Le commencement

Publié le par Pomme Pidouwap

 

30 ans et célibataire. Ça vous tombe dessus, comme ça, un beau matin.

Non. C’est pas vrai, reprenez-vous, ne faites pas preuve de mauvaise foi, ça n’est pas arrivé comme ça, en fait.

Vous étiez jeune, et enthousiaste, une vingtaine d’années, pas plus, et vous vous êtes mise avec un type plutôt ganja man plutôt Peace cool mais tellement mignon. Vous étiez en mode je suis au début de ma vie et tout va me sourire. Vous ne doutiez de rien ni personne et étiez sûre, dur comme fer que c’était celui-là, précisément qu’il vous fallait. Vous ne vous êtes pas posé de questions ou en tout cas pas les bonnes et voilà.

Vous vous êtes réveillée un beau matin. Le type Peace cool l’était toujours dans la vie mais un peu moins avec vous. Vous êtes jeune mais plus tant que ça non plus. Trop jeune pour être vieille certes, mais, vous vous en rendez bien compte, trop vieille pour être jeune. Vous avez fait vos études, emménager avec Peace cool, enterré quelques rêves (dont celui de vous marier avant vos 30 ans), et puis vous êtes devenue la nana à laquelle vous n’auriez jamais voulu ressembler.

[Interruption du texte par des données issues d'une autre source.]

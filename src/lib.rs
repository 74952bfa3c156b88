//! A 1-D magnetotelluric forward modelling and Gauss-Newton inversion engine.
//!
//! Given a layered earth discretisation and a period grid, [`invert`] runs
//! a damped Gauss-Newton loop that reduces the misfit between observed
//! apparent-resistivity/phase data and the forward response of a layer
//! model, under a Tikhonov smoothness prior. If no observations are
//! supplied, a synthetic three-block truth model and noisy observations
//! are generated for you, so the crate is useful as its own demo.
//!
//! ```
//! use mt1d_inversion::{invert, InversionParams};
//!
//! let params = InversionParams {
//!     m: 10,
//!     n_freq: 15,
//!     max_iter: 5,
//!     ..InversionParams::default()
//! };
//! let result = invert(params);
//! assert!(result.success());
//! ```
//!
//! For per-iteration progress and cooperative cancellation, implement
//! [`Progress`] and call [`invert_with_progress`] instead.

pub use crate::core::InversionCore;
pub use crate::error::Error;
pub use crate::forward::ForwardSolver;
pub use crate::frequency::FrequencyGrid;
pub use crate::jacobian::{JacobianCalculator, PerturbationMethod};
pub use crate::model::{compute_layer_thicknesses, DataVector, LayeredModel};
pub use crate::optimizer::Optimizer;
pub use crate::params::InversionParams;
pub use crate::progress::{NoOpProgress, Progress};
pub use crate::random_model::{
    generate_random_model, generate_random_model_and_forward, RandomModelAndForward,
    RandomModelConfig,
};
pub use crate::regularization::RegularizationKind;
pub use crate::result::{InversionResult, Outcome};

mod core;
mod error;
/// 1-D MT forward modelling via recursive upward impedance propagation.
pub mod forward;
/// Generating the period/frequency grid an inversion runs over.
pub mod frequency;
/// Finite-difference sensitivity matrix for the Gauss-Newton loop.
pub mod jacobian;
/// The layered earth model and the MT response data vector.
mod model;
/// Inversion configuration.
mod params;
/// Observer interface for progress reporting and cancellation.
pub mod progress;
/// Synthesizing a random smoothed layered model and its forward response.
pub mod random_model;
/// Model-space roughening operator for Tikhonov regularization.
pub mod regularization;
/// Solving the damped Gauss-Newton normal equations.
pub mod optimizer;
/// The outcome of a completed (or cancelled, or failed) inversion run.
mod result;

/// Run an inversion with no progress reporting and no way to cancel.
///
/// Every failure mode (invalid configuration, solver failure) is reported
/// through the returned [`InversionResult::outcome`] and
/// [`InversionResult::error_message`] rather than as an `Err`: there is no
/// partial work to lose, so a plain result is more useful than a `Result`.
pub fn invert(params: InversionParams) -> InversionResult {
    InversionCore::new().invert(&params, &mut NoOpProgress)
}

/// Just like [`invert`], but reports per-iteration progress to `progress`
/// and polls [`Progress::should_cancel`] once between each iteration.
pub fn invert_with_progress(params: InversionParams, progress: &mut dyn Progress) -> InversionResult {
    InversionCore::new().invert(&params, progress)
}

Vous ne sortez plus, ne voyez vos copines que par le biais de Skype, êtes devenue la plus chieuses des chieuses avec le ménage, ne faites attention à votre apparence que pour le nouvel an, et surtout, surtout commencez à devenir aigrie d’être avec Peace cool, l’ado retardé qui vous a transformée, bien malgré vous, c’est évident, en caricature de votre mère.

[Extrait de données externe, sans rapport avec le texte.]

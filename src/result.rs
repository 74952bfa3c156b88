//! The outcome of a completed (or cancelled, or failed) inversion run.

/// How an inversion run ended.
#[derive(Clone, Copy, Debug, PartialEq, Eq)]
#[cfg_attr(feature = "serde", derive(serde::Serialize, serde::Deserialize))]
pub enum Outcome {
    /// `||dm|| < tol_dm` before `max_iter` was reached.
    Converged,
    /// `max_iter` iterations completed without reaching `tol_dm`.
    MaxIterReached,
    /// The optimizer could not factor the damped normal equations.
    SolverFailed,
    /// The caller's [`crate::Progress::should_cancel`] returned `true`.
    Cancelled,
}

/// Everything a run of [`crate::invert`] / [`crate::invert_with_progress`]
/// produces: the models involved, the data, and the convergence history.
#[derive(Clone, Debug)]
#[cfg_attr(feature = "serde", derive(serde::Serialize, serde::Deserialize))]
#[non_exhaustive]
pub struct InversionResult {
    /// How the run ended.
    pub outcome: Outcome,
    /// Number of completed Gauss-Newton iterations.
    pub n_iterations: usize,
    /// Truth model (`log10(rho)` per layer), provided or synthesized.
    pub m_true: Vec<f64>,
    /// Initial model (`log10(rho)` per layer), always uniform `log10(100)`.
    pub m_init: Vec<f64>,
    /// Final model (`log10(rho)` per layer) after the last applied update.
    pub m_final: Vec<f64>,
    /// Per-layer thickness, metres.
    pub layer_thicknesses: Vec<f64>,
    /// Per-layer top depth, metres, from the surface.
    pub layer_depths: Vec<f64>,
    /// Periods, seconds.
    pub periods: Vec<f64>,
    /// Angular frequencies, radians/second.
    pub omega: Vec<f64>,
    /// Observed data (`log10(rho_a)`/phase interleaved), provided or
    /// synthesized with noise.
    pub d_obs: Vec<f64>,
    /// Synthetic data from `m_final`.
    pub d_syn: Vec<f64>,
    /// `||d_obs - d_syn||` recorded before each iteration's update.
    pub residual_history: Vec<f64>,
    /// `||dm||` recorded after each iteration's update.
    pub dm_norm_history: Vec<f64>,
    /// Human-readable explanation, populated when `outcome` isn't
    /// [`Outcome::Converged`]/[`Outcome::MaxIterReached`].
    pub error_message: Option<String>,
}

impl InversionResult {
    /// True for [`Outcome::Converged`] and [`Outcome::MaxIterReached`] --
    /// both represent a usable `m_final`, distinguishing them from a run
    /// that aborted without a complete answer.
    pub fn success(&self) -> bool {
        matches!(self.outcome, Outcome::Converged | Outcome::MaxIterReached)
    }
}

#[cfg(test)]
mod tests {
    use super::*;

    fn sample(outcome: Outcome) -> InversionResult {
        InversionResult {
            outcome,
            n_iterations: 0,
            m_true: Vec::new(),
            m_init: Vec::new(),
            m_final: Vec::new(),
            layer_thicknesses: Vec::new(),
            layer_depths: Vec::new(),
            periods: Vec::new(),
            omega: Vec::new(),
            d_obs: Vec::new(),
            d_syn: Vec::new(),
            residual_history: Vec::new(),
            dm_norm_history: Vec::new(),
            error_message: None,
        }
    }

    #[test]
    fn converged_and_max_iter_count_as_success() {
        assert!(sample(Outcome::Converged).success());
        assert!(sample(Outcome::MaxIterReached).success());
    }

    #[test]
    fn solver_failure_and_cancellation_do_not_count_as_success() {
        assert!(!sample(Outcome::SolverFailed).success());
        assert!(!sample(Outcome::Cancelled).success());
    }
}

Il vous déteste, vous le détestez mais tout de même, 8 ans c’est pas rien.

C’est la phrase que vous vous répétez depuis au moins 6 ans. Parce que des prises de tête, il y en a eu. Dès l’emménagement d’ailleurs. Des fois vous vous dites que c'est dès la première semaine  qu'il aurait fallu se tirer. D'autres vous pensez, à raison sans doute, que vous auriez eu des regrets.

Cependant, les signes précurseurs de la plus grande de vos foirades étaient déjà visibles comme le nez au milieu du visage, dès la première semaine.

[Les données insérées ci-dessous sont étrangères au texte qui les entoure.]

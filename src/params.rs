//! Inversion configuration.

use crate::jacobian::PerturbationMethod;
use crate::regularization::RegularizationKind;

/// Configuration for a single [`crate::invert`] / [`crate::invert_with_progress`] run.
///
/// All fields have defaults matching a well-known synthetic three-block
/// test case; override only what you need. When `d_obs`/`m_true` are both
/// provided (and correctly sized), they're used verbatim instead of
/// synthesizing a truth model and noisy observations. Likewise for
/// `periods`/`omega` as a pair, and `layer_thicknesses`/`layer_depths` as a
/// pair.
#[derive(Clone, Debug)]
#[cfg_attr(feature = "serde", derive(serde::Serialize, serde::Deserialize))]
pub struct InversionParams {
    /// Number of layers in the model.
    pub m: usize,
    /// Number of frequencies.
    pub n_freq: usize,
    /// Jacobian finite-difference perturbation step.
    pub epsilon: f64,
    /// Maximum number of Gauss-Newton iterations.
    pub max_iter: usize,
    /// Convergence tolerance on `||dm||`.
    pub tol_dm: f64,
    /// Tikhonov regularization weight.
    pub lambda: f64,
    /// Thickness of the shallowest layer, metres.
    pub first_layer_thickness: f64,
    /// Geometric growth factor applied to each successive layer's thickness.
    pub thickness_growth: f64,
    /// Finite-difference scheme for the Jacobian.
    pub perturbation_method: PerturbationMethod,
    /// Roughening operator for the regularization term.
    pub regularization_kind: RegularizationKind,
    /// Shortest period, seconds, used when `periods`/`omega` aren't provided.
    pub t_min: f64,
    /// Longest period, seconds, used when `periods`/`omega` aren't provided.
    pub t_max: f64,
    /// Observed data, `2 * n_freq` long. If provided together with
    /// `m_true` (correctly sized), used verbatim instead of synthesizing.
    pub d_obs: Option<Vec<f64>>,
    /// Truth model, `m` long, paired with `d_obs`.
    pub m_true: Option<Vec<f64>>,
    /// Periods, `n_freq` long, paired with `omega`.
    pub periods: Option<Vec<f64>>,
    /// Angular frequencies, `n_freq` long, paired with `periods`.
    pub omega: Option<Vec<f64>>,
    /// Layer thicknesses, `m` long, paired with `layer_depths`.
    pub layer_thicknesses: Option<Vec<f64>>,
    /// Layer depths, `m` long, paired with `layer_thicknesses`.
    pub layer_depths: Option<Vec<f64>>,
}

impl Default for InversionParams {
    fn default() -> Self {
        Self {
            m: 40,
            n_freq: 61,
            epsilon: 1e-5,
            max_iter: 20,
            tol_dm: 1e-4,
            lambda: 1.0,
            first_layer_thickness: 10.0,
            thickness_growth: 1.2,
            perturbation_method: PerturbationMethod::Forward,
            regularization_kind: RegularizationKind::Smoothness,
            t_min: crate::frequency::DEFAULT_T_MIN,
            t_max: crate::frequency::DEFAULT_T_MAX,
            d_obs: None,
            m_true: None,
            periods: None,
            omega: None,
            layer_thicknesses: None,
            layer_depths: None,
        }
    }
}

#[cfg(test)]
mod tests {
    use super::*;

    #[test]
    fn default_matches_the_canonical_test_case() {
        let p = InversionParams::default();
        assert_eq!(p.m, 40);
        assert_eq!(p.n_freq, 61);
        assert_eq!(p.max_iter, 20);
        assert!((p.lambda - 1.0).abs() < 1e-12);
    }
}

Je resitue : une semaine que vous êtes installés. Vous êtes heureuse, vous avez quitté votre chambre d’ado pour un studio de 25 mètres carrés mais qu’importe, vous vous aimez, vous êtes culculs, gnangans et inséparables.

En une semaine, des changements se sont opérés en vous sans même que vous n’y puissiez quoi que ce soit. Vous ne jetez plus vos fringues en moulons au pied du lit. Vous ne laissez plus trainer vos sous-vêtements. Avez appris à laver une baignoire et même passer l’aspirateur. Avez découvert les vertus des lingettes dépoussiérantes et ne fumez plus à l’intérieur.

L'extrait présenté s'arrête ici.